Nuclear Physics
Few Hadron Systems back to main|My research|Nuclear Physics for everyone (pt)
Nuclear Physics covers a large scope of problems in physics. At present, they may be summarized into the following categories:
  • the connection of models of nuclear physics with interacting nucleons and mesons to the quark-gluon picture; 
  • the special role of the pion within QCD and the development of effective field theories at low energies;
  • the detailed understanding of light nuclei (2H, 3He) to interpret deep inelastic electron-scattering experiments (where these nuclei provide neutron targets to allow the study of the quark structure of the neutron) or, at lower energies, to interpret high precision electron-scattering experiments (which may knock out nucleons and fingerprint the carriers of the nuclear force and currents); 
  • the study of hadron-hadron collisions which, contrarily to electron scattering experiments probing only the charge and the magnetism of the quark distributions, probe also gluon distributions.
  • the progeny of exotic short-lived, neutron or proton rich nuclei in supernovae explosions, and the halo structure of largely extended weakly-bound nuclei.
  • the nature of high-density matter, the identification of the transition to the deconfined or quark-gluon plasma phase.
By exploring these subjects, a symbiosis of Nuclear Physics and other (sub)fields is built, where theoretical techniques and large-scale numerical methods are shared,
interweaving interdisciplinary aspects. 

The study of nuclear few-body systems goes across the mentioned problems of Nuclear Physics. It evolved from a highly specialized area of Nuclear Physics, mainly oriented towards the numerical resolution of equations for two- and three-nucleon systems, the first step towards handling complexity, to a broader field, where the interest has shifted to a more fundamental and microscopic understanding of the underlying dynamics. Nowadays one also witnesses endeavours to push the frontiers of numerical methods for two- and three-nucleon bound and scattering states to larger and more complex systems. 

Interest in simplicity
Nuclear Few-body systems define a field focusing on the study of the properties of light nuclei, with a reduced number of nucleons, but pushed nowadays up to a maximum of eight. The main reasons for the growing interest in the field are: 
  • light nuclei are ideal for probing the microscopic aspects of nuclear structure, related to quarks and gluons. 
  • they are specially important in astrophysics, elementary particle physics and energy production since most of matter in the visible Universe is in the form of light nuclei. They are the protagonists in the nuclear physics of conventional stars and in the nuclear physics reactions triggered after the Big Bang. 
  • the 2H e 3He nuclei are the best available providers of neutron targets. Reactions with these targets are a unique tool to study the differences between the neutron and proton quark structure. A direct way to probe this structure is through electron deep-inelastic scattering.
Probing the microscopic aspects of nuclear structure
The long-range part of the nuclear force is for already a long time known to be mediated by pion exchange. However, the knowledge of the short-range parts of the same force is still rather incomplete. 

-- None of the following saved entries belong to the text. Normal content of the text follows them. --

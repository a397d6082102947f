//! Exponential backoff for merge slot contention.

use std::time::Duration;

/// Backoff schedule for acquiring a busy merge slot.
#[derive(Debug, Clone, Copy, PartialEq, Eq)]
pub struct SlotBackoff {
    /// Retries after the first attempt.
    pub max_retries: u32,

    /// Delay before the first retry. Zero means [`SlotBackoff::DEFAULT_INITIAL`].
    pub initial_delay: Duration,

    /// Cap for exponential growth.
    pub max_delay: Duration,
}

impl SlotBackoff {
    pub const DEFAULT_INITIAL: Duration = Duration::from_millis(500);

    /// 10 retries: 0.5s, 1s, 2s, 4s, 8s, then 10s five more times.
    pub const DEFAULT: Self = Self {
        max_retries: 10,
        initial_delay: Self::DEFAULT_INITIAL,
        max_delay: Duration::from_secs(10),
    };

    pub fn new(max_retries: u32, initial_delay: Duration, max_delay: Duration) -> Self {
        Self {
            max_retries,
            initial_delay,
            max_delay,
        }
    }

    /// Delay before retry number `retry` (0-indexed), doubling and capped.
    pub fn delay_for_retry(&self, retry: u32) -> Duration {
        let initial = if self.initial_delay.is_zero() {
            Self::DEFAULT_INITIAL
        } else {
            self.initial_delay
        };
        let factor = 2u32.checked_pow(retry).unwrap_or(u32::MAX);
        initial
            .checked_mul(factor)
            .unwrap_or(Duration::MAX)
            .min(self.max_delay.max(initial))
    }

    pub fn delays(&self) -> impl Iterator<Item = Duration> + '_ {
        (0..self.max_retries).map(|retry| self.delay_for_retry(retry))
    }

    /// Upper bound on time spent sleeping across a full retry budget.
    pub fn total_max_wait(&self) -> Duration {
        self.delays().sum()
    }
}

impl Default for SlotBackoff {
    fn default() -> Self {
        Self::DEFAULT
    }
}

#[cfg(test)]
mod tests {
    use super::*;
    use proptest::prelude::*;

    #[test]
    fn default_schedule() {
        let delays: Vec<_> = SlotBackoff::DEFAULT.delays().collect();
        let secs: Vec<f64> = delays.iter().map(Duration::as_secs_f64).collect();
        assert_eq!(
            secs,
            vec![0.5, 1.0, 2.0, 4.0, 8.0, 10.0, 10.0, 10.0, 10.0, 10.0]
        );
        assert_eq!(SlotBackoff::DEFAULT.total_max_wait(), Duration::from_millis(65_500));
    }

    #[test]
    fn zero_initial_delay_uses_default() {
        let b = SlotBackoff::new(3, Duration::ZERO, Duration::from_secs(10));
        assert_eq!(b.delay_for_retry(0), Duration::from_millis(500));
        assert_eq!(b.delay_for_retry(1), Duration::from_secs(1));
    }

    #[test]
    fn huge_retry_index_saturates_at_cap() {
        let b = SlotBackoff::DEFAULT;
        assert_eq!(b.delay_for_retry(200), Duration::from_secs(10));
    }

    proptest! {
        #[test]
        fn delays_are_monotonic_and_capped(
            retries in 0u32..40,
            initial_ms in 1u64..2_000,
            cap_ms in 1u64..20_000,
        ) {
            let b = SlotBackoff::new(
                retries,
                Duration::from_millis(initial_ms),
                Duration::from_millis(cap_ms),
            );
            let delays: Vec<_> = b.delays().collect();
            prop_assert_eq!(delays.len(), retries as usize);
            for pair in delays.windows(2) {
                prop_assert!(pair[0] <= pair[1]);
            }
            let cap = Duration::from_millis(cap_ms.max(initial_ms));
            for d in &delays {
                prop_assert!(*d <= cap);
            }
        }
    }
}
//! Core domain types for the merge queue.
//!
//! Leaf types shared by every other module: identifiers, queued merge
//! requests, per-attempt results and queue anomalies.

pub mod anomaly;
pub mod ids;
pub mod mr;
pub mod result;

pub use anomaly::{AnomalyKind, MrAnomaly, Severity};
pub use ids::{InvalidSha, IssueId, Sha};
pub use mr::{MergeRequest, OpenMr};
pub use result::{FailureKind, ProcessResult};
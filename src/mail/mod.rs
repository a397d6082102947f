//! Notification channel to the rig's witness.
//!
//! The refinery reports failed merges by mail. The transport is a capability
//! ([`Notifier`]); [`FileMailbox`] is the local implementation that appends
//! one JSON line per message to the recipient's mailbox file.

pub mod file;
pub mod protocol;

use chrono::{DateTime, Utc};
use serde::{Deserialize, Serialize};
use thiserror::Error;

use crate::persistence::PersistError;

pub use file::FileMailbox;
pub use protocol::{MergeFailed, parse_merge_failed};

#[derive(Debug, Error)]
pub enum MailError {
    #[error("mail delivery failed: {0}")]
    Persist(#[from] PersistError),

    #[error("mail delivery failed: {0}")]
    Io(#[from] std::io::Error),

    #[error("invalid recipient {0:?}")]
    InvalidRecipient(String),

    #[error("malformed {kind} message: {reason}")]
    Malformed { kind: &'static str, reason: String },

    /// Transport-specific failure.
    #[error("mail transport: {0}")]
    Transport(String),
}

pub type Result<T> = std::result::Result<T, MailError>;

#[derive(Debug, Clone, Copy, Default, PartialEq, Eq, Serialize, Deserialize)]
#[serde(rename_all = "lowercase")]
pub enum Priority {
    Low,
    #[default]
    Normal,
    High,
}

/// A single mail message.
#[derive(Debug, Clone, PartialEq, Eq, Serialize, Deserialize)]
pub struct Message {
    /// Sender address, e.g. `gastown/refinery`.
    pub from: String,
    /// Recipient address, e.g. `gastown/witness`.
    pub to: String,
    pub subject: String,
    pub body: String,
    #[serde(default)]
    pub priority: Priority,
    pub sent_at: DateTime<Utc>,
}

/// Delivers messages to agents.
pub trait Notifier: Send + Sync {
    fn send(&self, message: &Message) -> Result<()>;
}

/// Address of a rig's witness.
pub fn witness_address(rig: &str) -> String {
    format!("{rig}/witness")
}

/// Address of a rig's refinery.
pub fn refinery_address(rig: &str) -> String {
    format!("{rig}/refinery")
}
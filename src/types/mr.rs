//! Merge request records as seen by the queue.

use chrono::{DateTime, Utc};
use serde::{Deserialize, Serialize};

use super::ids::IssueId;

/// A queued merge request, decoded from an issue-store record.
///
/// The structured fields (branch, target, worker, ...) live inside the
/// record's description; the rest (title, priority, timestamps, assignee)
/// are first-class record attributes.
#[derive(Debug, Clone, PartialEq, Eq, Serialize, Deserialize)]
pub struct MergeRequest {
    /// The MR record's ID.
    pub id: IssueId,

    /// Source branch (e.g., `polecat/nux/gt-abc`).
    pub branch: String,

    /// Target branch (e.g., `main`).
    pub target: String,

    /// The work item being merged.
    #[serde(default, skip_serializing_if = "Option::is_none")]
    pub source_issue: Option<IssueId>,

    /// Who did the work.
    pub worker: String,

    /// Which rig the MR belongs to.
    pub rig: String,

    pub title: String,

    /// Numeric priority: lower is more urgent, 0 is the most urgent level.
    pub priority: u32,

    /// The agent record that submitted this MR.
    #[serde(default, skip_serializing_if = "Option::is_none")]
    pub agent: Option<IssueId>,

    /// Number of conflict-resolution rounds this MR has been through.
    pub retry_count: u32,

    #[serde(default, skip_serializing_if = "Option::is_none")]
    pub convoy_id: Option<IssueId>,

    #[serde(default, skip_serializing_if = "Option::is_none")]
    pub convoy_created_at: Option<DateTime<Utc>>,

    #[serde(default, skip_serializing_if = "Option::is_none")]
    pub created_at: Option<DateTime<Utc>>,

    #[serde(default, skip_serializing_if = "Option::is_none")]
    pub updated_at: Option<DateTime<Utc>>,

    /// Who claimed this MR. `None` means unclaimed.
    #[serde(default, skip_serializing_if = "Option::is_none")]
    pub assignee: Option<String>,

    /// The first still-open record blocking this MR, if any.
    #[serde(default, skip_serializing_if = "Option::is_none")]
    pub blocked_by: Option<IssueId>,
}

impl MergeRequest {
    /// Returns true if some worker holds a claim on this MR (fresh or stale).
    pub fn is_claimed(&self) -> bool {
        self.assignee.as_deref().is_some_and(|a| !a.is_empty())
    }
}

/// An open MR together with branch-existence data, for queue health tooling.
#[derive(Debug, Clone, PartialEq, Eq, Serialize, Deserialize)]
pub struct OpenMr {
    #[serde(flatten)]
    pub mr: MergeRequest,

    /// Whether the MR branch exists in the local repository.
    pub branch_exists_local: bool,

    /// Whether the MR branch exists in the `origin/*` remote-tracking refs.
    pub branch_exists_remote: bool,
}
//! Rig and merge queue configuration.
//!
//! Per-rig settings live in `<rig>/config.json`. Every field is optional;
//! a missing file, a missing `merge_queue` section or a missing field all
//! fall back to the defaults below. Durations are written the humantime way
//! (`"30s"`, `"5m"`, `"1h 30m"`).
//!
//! Process-level settings (where the rig lives, where to listen) come from
//! the environment; see [`Settings::from_env`].

use std::net::SocketAddr;
use std::path::{Path, PathBuf};
use std::time::Duration;

use serde::{Deserialize, Serialize};
use thiserror::Error;

use crate::slot::SlotBackoff;

const CONFIG_FILE: &str = "config.json";

const DEFAULT_LISTEN_ADDR: &str = "127.0.0.1:7070";

#[derive(Debug, Error)]
pub enum ConfigError {
    #[error("reading {}: {source}", path.display())]
    Io {
        path: PathBuf,
        #[source]
        source: std::io::Error,
    },

    #[error("parsing {}: {source}", path.display())]
    Parse {
        path: PathBuf,
        #[source]
        source: serde_json::Error,
    },

    #[error("invalid {field}: {reason}")]
    Invalid { field: &'static str, reason: String },

    #[error("invalid value for {var}: {value:?}")]
    Env { var: &'static str, value: String },
}

pub type Result<T> = std::result::Result<T, ConfigError>;

/// What to do when an MR conflicts with its target.
#[derive(Debug, Clone, Copy, Default, PartialEq, Eq, Serialize, Deserialize)]
#[serde(rename_all = "snake_case")]
pub enum OnConflict {
    /// Hand the conflict back to a worker through a resolution task.
    #[default]
    AssignBack,
    /// Reserved. Escalates like [`OnConflict::AssignBack`].
    AutoRebase,
}

/// Merge queue settings for one rig.
#[derive(Debug, Clone, PartialEq, Eq, Serialize, Deserialize)]
#[serde(default)]
pub struct MergeQueueConfig {
    pub enabled: bool,
    pub on_conflict: OnConflict,
    pub run_tests: bool,
    /// Shell command run in the worktree before merging. Empty skips tests.
    pub test_command: String,
    pub delete_merged_branches: bool,
    /// Test attempts per MR. Zero is treated as one.
    pub retry_flaky_tests: u32,
    #[serde(with = "humantime_serde")]
    pub poll_interval: Duration,
    pub max_concurrent: u32,
    /// How long a claim may go without record updates before it is abandoned.
    #[serde(with = "humantime_serde")]
    pub stale_claim_timeout: Duration,
    #[serde(with = "humantime_serde")]
    pub test_timeout: Duration,
    #[serde(with = "humantime_serde")]
    pub git_timeout: Duration,
    pub slot_max_retries: u32,
    #[serde(with = "humantime_serde")]
    pub slot_initial_backoff: Duration,
    #[serde(with = "humantime_serde")]
    pub slot_max_backoff: Duration,
}

impl Default for MergeQueueConfig {
    fn default() -> Self {
        MergeQueueConfig {
            enabled: true,
            on_conflict: OnConflict::AssignBack,
            run_tests: true,
            test_command: String::new(),
            delete_merged_branches: true,
            retry_flaky_tests: 1,
            poll_interval: Duration::from_secs(30),
            max_concurrent: 1,
            stale_claim_timeout: Duration::from_secs(30 * 60),
            test_timeout: Duration::from_secs(30 * 60),
            git_timeout: Duration::from_secs(5 * 60),
            slot_max_retries: SlotBackoff::DEFAULT.max_retries,
            slot_initial_backoff: SlotBackoff::DEFAULT.initial_delay,
            slot_max_backoff: SlotBackoff::DEFAULT.max_delay,
        }
    }
}

impl MergeQueueConfig {
    pub fn validate(&self) -> Result<()> {
        if self.stale_claim_timeout.is_zero() {
            return Err(ConfigError::Invalid {
                field: "stale_claim_timeout",
                reason: "must be positive".to_string(),
            });
        }
        if self.poll_interval.is_zero() {
            return Err(ConfigError::Invalid {
                field: "poll_interval",
                reason: "must be positive".to_string(),
            });
        }
        Ok(())
    }

    pub fn slot_backoff(&self) -> SlotBackoff {
        SlotBackoff::new(
            self.slot_max_retries,
            self.slot_initial_backoff,
            self.slot_max_backoff,
        )
    }

    /// Number of test attempts to make.
    pub fn test_attempts(&self) -> u32 {
        self.retry_flaky_tests.max(1)
    }
}

fn default_branch() -> String {
    "main".to_string()
}

fn default_issue_prefix() -> String {
    "gt".to_string()
}

/// Contents of `<rig>/config.json`.
#[derive(Debug, Clone, PartialEq, Eq, Serialize, Deserialize)]
pub struct RigConfig {
    /// Rig name. Defaults to the rig directory's name.
    #[serde(default)]
    pub name: String,
    /// The protected branch whose pushes are guarded by the merge slot.
    #[serde(default = "default_branch")]
    pub default_branch: String,
    /// Prefix for IDs minted by the file-backed issue store.
    #[serde(default = "default_issue_prefix")]
    pub issue_prefix: String,
    #[serde(default)]
    pub merge_queue: MergeQueueConfig,
}

impl RigConfig {
    pub fn new(name: impl Into<String>) -> Self {
        RigConfig {
            name: name.into(),
            default_branch: default_branch(),
            issue_prefix: default_issue_prefix(),
            merge_queue: MergeQueueConfig::default(),
        }
    }

    /// Loads the rig's config, falling back to defaults if the file is absent.
    pub fn load(rig_path: &Path) -> Result<Self> {
        let dir_name = rig_path
            .file_name()
            .map(|n| n.to_string_lossy().into_owned())
            .unwrap_or_else(|| "rig".to_string());

        let path = rig_path.join(CONFIG_FILE);
        let mut config = match std::fs::read(&path) {
            Ok(bytes) => serde_json::from_slice::<RigConfig>(&bytes)
                .map_err(|source| ConfigError::Parse { path, source })?,
            Err(e) if e.kind() == std::io::ErrorKind::NotFound => RigConfig::new(""),
            Err(source) => return Err(ConfigError::Io { path, source }),
        };

        if config.name.is_empty() {
            config.name = dir_name;
        }
        config.merge_queue.validate()?;
        Ok(config)
    }
}

/// Process-level settings read from the environment.
#[derive(Debug, Clone, PartialEq, Eq)]
pub struct Settings {
    /// `REFINERY_RIG_PATH`; defaults to the current directory.
    pub rig_path: PathBuf,
    /// `REFINERY_LISTEN_ADDR`; defaults to `127.0.0.1:7070`.
    pub listen_addr: SocketAddr,
    /// `REFINERY_WORKDIR`; defaults to [`Settings::default_workdir`].
    pub workdir: PathBuf,
}

impl Settings {
    pub fn from_env() -> Result<Self> {
        Self::from_lookup(|var| std::env::var(var).ok())
    }

    /// Builds settings from an arbitrary variable lookup.
    pub fn from_lookup(lookup: impl Fn(&str) -> Option<String>) -> Result<Self> {
        let rig_path = lookup("REFINERY_RIG_PATH")
            .filter(|s| !s.is_empty())
            .map(PathBuf::from)
            .unwrap_or_else(|| PathBuf::from("."));

        let listen_addr = match lookup("REFINERY_LISTEN_ADDR").filter(|s| !s.is_empty()) {
            Some(value) => value.parse().map_err(|_| ConfigError::Env {
                var: "REFINERY_LISTEN_ADDR",
                value,
            })?,
            None => DEFAULT_LISTEN_ADDR.parse().map_err(|_| ConfigError::Env {
                var: "REFINERY_LISTEN_ADDR",
                value: DEFAULT_LISTEN_ADDR.to_string(),
            })?,
        };

        let workdir = lookup("REFINERY_WORKDIR")
            .filter(|s| !s.is_empty())
            .map(PathBuf::from)
            .unwrap_or_else(|| Self::default_workdir(&rig_path));

        Ok(Settings {
            rig_path,
            listen_addr,
            workdir,
        })
    }

    /// The refinery's worktree: `<rig>/refinery/rig`, or `<rig>/mayor/rig`
    /// for rigs laid out before the refinery had its own clone.
    pub fn default_workdir(rig_path: &Path) -> PathBuf {
        let refinery = rig_path.join("refinery").join("rig");
        if refinery.exists() {
            refinery
        } else {
            rig_path.join("mayor").join("rig")
        }
    }

    /// State owned by the refinery itself (issue store, mailboxes).
    pub fn state_dir(&self) -> PathBuf {
        self.rig_path.join(".refinery")
    }
}
//! MR fields embedded in issue descriptions.
//!
//! A merge request is an ordinary issue whose description carries
//! `key: value` lines:
//!
//! ```text
//! branch: polecat/nux/gt-abc
//! target: main
//! source_issue: gt-abc
//! worker: nux
//! rig: gastown
//!
//! Free-form notes survive untouched.
//! ```
//!
//! Keys are matched case-insensitively and `-` is accepted in place of `_`
//! (`source-issue`). Lines that are not recognized fields are prose and are
//! preserved in order when the fields are rewritten.

use chrono::{DateTime, Utc};

use crate::types::{IssueId, Sha};

const BRANCH: &str = "branch";
const TARGET: &str = "target";
const SOURCE_ISSUE: &str = "source_issue";
const WORKER: &str = "worker";
const RIG: &str = "rig";
const MERGE_COMMIT: &str = "merge_commit";
const CLOSE_REASON: &str = "close_reason";
const AGENT_BEAD: &str = "agent_bead";
const RETRY_COUNT: &str = "retry_count";
const CONVOY_ID: &str = "convoy_id";
const CONVOY_CREATED_AT: &str = "convoy_created_at";

/// Structured MR data parsed from a description.
#[derive(Debug, Clone, Default, PartialEq, Eq)]
pub struct MrFields {
    pub branch: String,
    pub target: String,
    pub source_issue: Option<IssueId>,
    pub worker: String,
    pub rig: String,
    pub merge_commit: Option<Sha>,
    pub close_reason: Option<String>,
    pub agent_bead: Option<IssueId>,
    pub retry_count: u32,
    pub convoy_id: Option<IssueId>,
    /// Raw RFC 3339 text; see [`MrFields::convoy_created_at`].
    pub convoy_created_at: Option<String>,
}

impl MrFields {
    /// Parses the convoy creation time, ignoring unparsable values.
    pub fn convoy_created_at(&self) -> Option<DateTime<Utc>> {
        self.convoy_created_at
            .as_deref()
            .and_then(|s| DateTime::parse_from_rfc3339(s).ok())
            .map(|t| t.with_timezone(&Utc))
    }

    fn set(&mut self, key: &str, value: &str) {
        let value = value.to_string();
        let non_empty = |v: String| (!v.is_empty()).then_some(v);
        match key {
            BRANCH => self.branch = value,
            TARGET => self.target = value,
            SOURCE_ISSUE => self.source_issue = non_empty(value).map(IssueId),
            WORKER => self.worker = value,
            RIG => self.rig = value,
            MERGE_COMMIT => self.merge_commit = non_empty(value).map(Sha),
            CLOSE_REASON => self.close_reason = non_empty(value),
            AGENT_BEAD => self.agent_bead = non_empty(value).map(IssueId),
            RETRY_COUNT => self.retry_count = value.parse().unwrap_or(0),
            CONVOY_ID => self.convoy_id = non_empty(value).map(IssueId),
            CONVOY_CREATED_AT => self.convoy_created_at = non_empty(value),
            _ => {}
        }
    }

    /// Field lines in canonical order. Empty fields are omitted.
    fn lines(&self) -> Vec<String> {
        let mut out = Vec::new();
        let mut push = |key: &str, value: &str| {
            if !value.is_empty() {
                out.push(format!("{key}: {value}"));
            }
        };
        push(BRANCH, &self.branch);
        push(TARGET, &self.target);
        push(SOURCE_ISSUE, opt(&self.source_issue.as_ref().map(IssueId::as_str)));
        push(WORKER, &self.worker);
        push(RIG, &self.rig);
        push(MERGE_COMMIT, opt(&self.merge_commit.as_ref().map(Sha::as_str)));
        push(CLOSE_REASON, opt(&self.close_reason.as_deref()));
        push(AGENT_BEAD, opt(&self.agent_bead.as_ref().map(IssueId::as_str)));
        if self.retry_count > 0 {
            push(RETRY_COUNT, &self.retry_count.to_string());
        }
        push(CONVOY_ID, opt(&self.convoy_id.as_ref().map(IssueId::as_str)));
        push(CONVOY_CREATED_AT, opt(&self.convoy_created_at.as_deref()));
        out
    }
}

fn opt<'a>(value: &Option<&'a str>) -> &'a str {
    value.unwrap_or("")
}

/// Splits a line into a recognized field key and its value.
fn field_line(line: &str) -> Option<(&'static str, &str)> {
    let (key, value) = line.trim().split_once(':')?;
    let key = key.trim().to_ascii_lowercase().replace('-', "_");
    let canonical = [
        BRANCH,
        TARGET,
        SOURCE_ISSUE,
        WORKER,
        RIG,
        MERGE_COMMIT,
        CLOSE_REASON,
        AGENT_BEAD,
        RETRY_COUNT,
        CONVOY_ID,
        CONVOY_CREATED_AT,
    ]
    .into_iter()
    .find(|k| *k == key)?;
    Some((canonical, value.trim()))
}

/// Parses MR fields from a description.
///
/// Returns `None` when no recognized field is present: such an issue is not
/// a merge request.
pub fn parse_mr_fields(description: &str) -> Option<MrFields> {
    let mut fields = MrFields::default();
    let mut any = false;
    for line in description.lines() {
        if let Some((key, value)) = field_line(line) {
            fields.set(key, value);
            any = true;
        }
    }
    any.then_some(fields)
}

/// Returns the description with every field line removed.
///
/// Leading and trailing blank lines are dropped; interior prose is kept
/// verbatim.
pub fn strip_mr_fields(description: &str) -> String {
    let prose: Vec<&str> = description
        .lines()
        .filter(|line| field_line(line).is_none())
        .collect();
    let start = prose.iter().position(|l| !l.trim().is_empty());
    let end = prose.iter().rposition(|l| !l.trim().is_empty());
    match (start, end) {
        (Some(s), Some(e)) => prose[s..=e].join("\n"),
        _ => String::new(),
    }
}

/// Rewrites `description` so its fields equal `fields`.
///
/// Field lines come first in canonical order, followed by a blank line and
/// the original prose.
pub fn set_mr_fields(description: &str, fields: &MrFields) -> String {
    let mut out = fields.lines().join("\n");
    let prose = strip_mr_fields(description);
    if !prose.is_empty() {
        if !out.is_empty() {
            out.push_str("\n\n");
        }
        out.push_str(&prose);
    }
    out
}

Over the years, the nuclear force has been extensively studied by scattering one nucleon from another. In this way, a few succesful parametrizations of the low-energy nucleon-nucleon force emerged. Nevertheless, they differ in their assumptions about the short-range behavior, where the interface with QCD is critical. Furthermore, even the best available parametrization of the nucleon-nucleon force cannot explain nuclear binding. To explain the experimental binding energies of the simplest light nuclei, a three-body force has to be added to the pairwise interactions determined from two nucleon scattering.

Two types of experiments are decisive to probe this short-range nuclear dynamics: 

  1. electron scattering experiments, for which continuous electron beam accelerators and large-acceptance detectors were recently developed (TJNAF);
  2. Meson production at threshold experiments for which proton storage rings with internal targets and cooling techniques were built (CELSIUS and COSY).
Experiments are projected to pin down the distribution of high momentum nucleons. From the last one the knowledge on nuclear correlations is accessed: how the separations between nucleons look like and also how they depend on the nuclear effective forces. 

In summary, the experimental and theoretical study of static and dynamic properties of few-hadron systems is crucial to our knowledge of the nucleon-nucleon and also the three-nucleon interaction, which in turn is the basis of our understanding of general nuclear structure and nuclear reactions. As for recent and ongoing developments, the views based on Perturbative Chiral Effective Field Theories rooted on power counting rules first proposed by Weinberg, seem finally to rescue Nuclear Physics from the old problems of regularization and renormalization.